Iraqi Prime Minister Haider al-Abadi speaks during the first session of the new Iraqi parliament in Baghdad, Iraq September 3, 2018. (Reuters)
Iraq’s top two parliament groups urge PM to resign
• Basra has been rocked by protests since Tuesday, with demonstrators setting ablaze government buildings, the Iranian consulate and the offices of pro-Tehran militias and political parties.
• At least 12 demonstrators have been killed and 50 wounded in clashes with security forces, according to the interior ministry.
Updated 22 sec ago
September 08, 2018
BAGHDAD: The two leading groups in Iraq's parliament on Saturday called on Prime Minister Haider Al-Abadi to resign, after lawmakers held an emergency meeting on unrest shaking the country's south.
"We demand the government apologise to the people and resign immediately," said Hassan Al-Aqouli, spokesman for the list of populist Shiite cleric Moqtada Sadr that won the most seats in a May election.
The announcement dealt a severe blow to Abadi's hopes of holding onto his post through a parliamentary bloc unveiled just days earlier with Sadr, a former militia chief.
Ahmed Al-Assadi, spokesman for the second-largest list, the Conquest Alliance, condemned "the government's failure to resolve the crisis in Basra", a southern city where 12 protesters were killed this week in clashes with security forces.
The Conquest Alliance was "on the same wavelength" as Sadr's Marching Towards Reform list and they would work together to form a new government, Assadi said.

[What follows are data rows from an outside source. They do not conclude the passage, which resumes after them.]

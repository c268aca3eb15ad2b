//! Requestor Domain - the request configuration state machine
//!
//! This crate holds the pure core of the Requestor API client: the editable
//! request model, the route matcher, the Content-Type synchronizer, the body
//! transition engine, the tab policy, and the reducer that ties them
//! together. Nothing here performs I/O.

pub mod action;
pub mod body_transition;
pub mod content_type;
pub mod error;
pub mod id;
pub mod outgoing;
pub mod persistence;
pub mod reducer;
pub mod request;
pub mod route;
pub mod settings;
pub mod state;
pub mod tabs;

pub use action::{Action, PathParamValue};
pub use body_transition::transition_body;
pub use content_type::{HeaderUpdate, apply_header_update, derive_content_type, plan_header_update};
pub use error::{DomainError, DomainResult};
pub use id::generate_id;
pub use outgoing::OutgoingRequest;
pub use persistence::SavedRequestConfiguration;
pub use reducer::reduce;
pub use request::{
    BodyType, BodyVariant, FileBlob, FormDataParameter, FormDataValue, HttpMethod,
    KeyValueParameter, MethodInput, RequestKind,
};
pub use route::{HandlerType, Route, RouteMatch, extract_param_names, match_route};
pub use settings::RequestorSettings;
pub use state::RequestConfiguration;
pub use tabs::{RequestTab, ResponseTab, visible_request_tabs, visible_response_tabs};
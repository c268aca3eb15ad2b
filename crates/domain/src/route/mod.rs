//! Route definitions and matching.
//!
//! Routes are supplied by an external discovery collaborator and are
//! treated as immutable here. This module knows how to read parameter names
//! out of a path pattern, how to match an edited path back to a route, and
//! how to move a path on and off the service base URL.

mod base_url;
mod matcher;
mod path;

pub use base_url::{add_base_url, has_valid_base_url, rehost, remove_base_url};
pub use matcher::{RouteMatch, RoutePattern, match_route};
pub use path::{extract_param_names, resolve_path_params};

use serde::{Deserialize, Serialize};

use crate::request::{HttpMethod, RequestKind};

/// Route method reported for handlers that accept every method.
pub const ANY_METHOD: &str = "ALL";

/// Whether a discovered handler is an endpoint or a middleware.
#[derive(Debug, Clone, Copy, PartialEq, Eq, Hash, Serialize, Deserialize, Default)]
#[serde(rename_all = "snake_case")]
pub enum HandlerType {
    /// An endpoint handler
    #[default]
    Route,
    /// A middleware; never selected by the matcher
    Middleware,
}

/// A declared (method, path pattern, request kind) triple.
#[derive(Debug, Clone, PartialEq, Eq, Serialize, Deserialize)]
pub struct Route {
    /// The path pattern, possibly containing `:name` segments
    pub path: String,
    /// The method as reported by route discovery
    pub method: String,
    /// HTTP or WebSocket
    #[serde(default)]
    pub request_kind: RequestKind,
    /// True for routes drafted by the user rather than discovered
    #[serde(default)]
    pub is_draft: bool,
    /// False for routes that were seen once but are no longer registered
    #[serde(default = "default_registered")]
    pub currently_registered: bool,
    /// Endpoint or middleware
    #[serde(default)]
    pub handler_type: HandlerType,
    /// Opaque reference to an OpenAPI operation
    #[serde(default, skip_serializing_if = "Option::is_none")]
    pub schema_ref: Option<String>,
}

const fn default_registered() -> bool {
    true
}

impl Route {
    /// Creates a registered, non-draft HTTP route.
    #[must_use]
    pub fn new(method: impl Into<String>, path: impl Into<String>) -> Self {
        Self {
            path: path.into(),
            method: method.into(),
            request_kind: RequestKind::Http,
            is_draft: false,
            currently_registered: true,
            handler_type: HandlerType::Route,
            schema_ref: None,
        }
    }

    /// Sets the request kind.
    #[must_use]
    pub const fn with_kind(mut self, request_kind: RequestKind) -> Self {
        self.request_kind = request_kind;
        self
    }

    /// Marks the route as a user draft.
    #[must_use]
    pub const fn as_draft(mut self) -> Self {
        self.is_draft = true;
        self
    }

    /// Marks the route as no longer registered.
    #[must_use]
    pub const fn unregistered(mut self) -> Self {
        self.currently_registered = false;
        self
    }

    /// Sets the handler type.
    #[must_use]
    pub const fn with_handler_type(mut self, handler_type: HandlerType) -> Self {
        self.handler_type = handler_type;
        self
    }

    /// The editable method for this route, falling back to GET.
    #[must_use]
    pub fn input_method(&self) -> HttpMethod {
        HttpMethod::from_route_method(&self.method)
    }

    /// Returns true if the route was declared for every method (`ALL`).
    #[must_use]
    pub fn accepts_any_method(&self) -> bool {
        self.method.eq_ignore_ascii_case(ANY_METHOD)
    }

    /// Returns true if the route accepts the given method and kind.
    #[must_use]
    pub fn accepts(&self, method: HttpMethod, request_kind: RequestKind) -> bool {
        self.handler_type == HandlerType::Route
            && self.request_kind == request_kind
            && (self.accepts_any_method() || method.matches(&self.method))
    }
}
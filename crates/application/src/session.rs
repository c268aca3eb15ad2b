//! The editing session: one snapshot threaded through the reducer.

use requestor_domain::{Action, OutgoingRequest, RequestConfiguration, reduce};

use crate::ApplicationResult;

/// Holds the current snapshot and applies actions to it in order.
#[derive(Debug, Clone, Default)]
pub struct Session {
    state: RequestConfiguration,
    dispatched: u64,
}

impl Session {
    /// Starts a session from the given snapshot.
    #[must_use]
    pub const fn new(state: RequestConfiguration) -> Self {
        Self {
            state,
            dispatched: 0,
        }
    }

    /// Applies one action and returns the new snapshot.
    pub fn dispatch(&mut self, action: Action) -> &RequestConfiguration {
        self.state = reduce(&self.state, action);
        self.dispatched += 1;
        &self.state
    }

    /// Returns the current snapshot.
    #[must_use]
    pub const fn snapshot(&self) -> &RequestConfiguration {
        &self.state
    }

    /// Number of actions applied so far.
    #[must_use]
    pub const fn dispatched(&self) -> u64 {
        self.dispatched
    }

    /// Builds the request the transport would send for the current snapshot.
    ///
    /// # Errors
    ///
    /// Returns an error if the query parameters cannot be encoded.
    pub fn outgoing_request(&self) -> ApplicationResult<OutgoingRequest> {
        Ok(OutgoingRequest::from_configuration(&self.state)?)
    }

    /// Ends the session, handing back the final snapshot.
    #[must_use]
    pub fn into_snapshot(self) -> RequestConfiguration {
        self.state
    }
}
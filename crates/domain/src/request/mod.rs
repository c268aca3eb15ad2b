//! The editable parts of a request: method, parameter rows and body.

mod body;
mod method;
mod parameter;

pub use body::{
    BodyType, BodyVariant, FileBlob, FormDataParameter, FormDataValue,
    enforce_form_data_terminal_draft,
};
pub use method::{HttpMethod, MethodInput, RequestKind};
pub use parameter::{
    DraftRow, KeyValueParameter, count_parameters, enabled_pairs, enforce_terminal_draft,
    find_by_key_ignore_case,
};
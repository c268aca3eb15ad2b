//! Adapters for application ports

mod system_clock;

pub use system_clock::SystemClock;
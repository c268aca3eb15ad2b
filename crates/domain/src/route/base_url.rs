//! Moving paths on and off the service base URL.
//!
//! Every helper here is total: when either side fails to parse as an
//! absolute URL the path comes back unchanged.

use url::Url;

use crate::request::RequestKind;

fn parse_absolute(value: &str) -> Option<Url> {
    Url::parse(value).ok().filter(Url::has_host)
}

/// Returns true if `value` is an absolute URL with a host.
#[must_use]
pub fn has_valid_base_url(value: &str) -> bool {
    parse_absolute(value).is_some()
}

/// Strips the service base URL from `path` when host and port agree.
///
/// `http://localhost:8787/users?page=2` with base `http://localhost:8787`
/// becomes `/users?page=2`. Paths on other hosts are returned as-is.
#[must_use]
pub fn remove_base_url(base_url: &str, path: &str) -> String {
    let (Some(base), Some(full)) = (parse_absolute(base_url), parse_absolute(path)) else {
        return path.to_string();
    };
    if base.host_str() != full.host_str() || base.port() != full.port() {
        return path.to_string();
    }
    match full.query() {
        Some(query) => format!("{}?{query}", full.path()),
        None => full.path().to_string(),
    }
}

/// Prefixes a relative `path` with the service base URL.
///
/// Absolute paths are left alone so a user can type a different host.
/// WebSocket requests get the `ws`/`wss` form of the base.
#[must_use]
pub fn add_base_url(base_url: &str, path: &str, request_kind: RequestKind) -> String {
    if has_valid_base_url(path) {
        return path.to_string();
    }
    let Some(base) = normalized_base(base_url, request_kind) else {
        return path.to_string();
    };
    if path.starts_with(&base) {
        return path.to_string();
    }
    if path.starts_with('/') {
        format!("{base}{path}")
    } else {
        format!("{base}/{path}")
    }
}

/// Moves `path` onto a new base URL.
///
/// Absolute paths keep their path and query but take the new host. Relative
/// paths are prefixed as in [`add_base_url`].
#[must_use]
pub fn rehost(base_url: &str, path: &str, request_kind: RequestKind) -> String {
    let Some(full) = parse_absolute(path) else {
        return add_base_url(base_url, path, request_kind);
    };
    let Some(base) = normalized_base(base_url, request_kind) else {
        return path.to_string();
    };
    match full.query() {
        Some(query) => format!("{base}{}?{query}", full.path()),
        None => format!("{base}{}", full.path()),
    }
}

fn normalized_base(base_url: &str, request_kind: RequestKind) -> Option<String> {
    let base = parse_absolute(base_url)?;
    let text = base.as_str().trim_end_matches('/');
    if !request_kind.is_websocket() {
        return Some(text.to_string());
    }
    let upgraded = if let Some(rest) = text.strip_prefix("https://") {
        format!("wss://{rest}")
    } else if let Some(rest) = text.strip_prefix("http://") {
        format!("ws://{rest}")
    } else {
        text.to_string()
    };
    Some(upgraded)
}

Abadi defended his record in parliament, describing the unrest as "political sabotage" and saying the crisis over public services was being exploited for political ends.
Anger in Basra flared after the hospitalisation of 30,000 people who had drunk polluted water, in an oil-rich region where residents have for weeks complained of water and electricity shortages, corruption among officials and unemployment.
Demonstrators have set fire to government buildings, the Iranian consulate and the offices of pro-Tehran militias and political parties.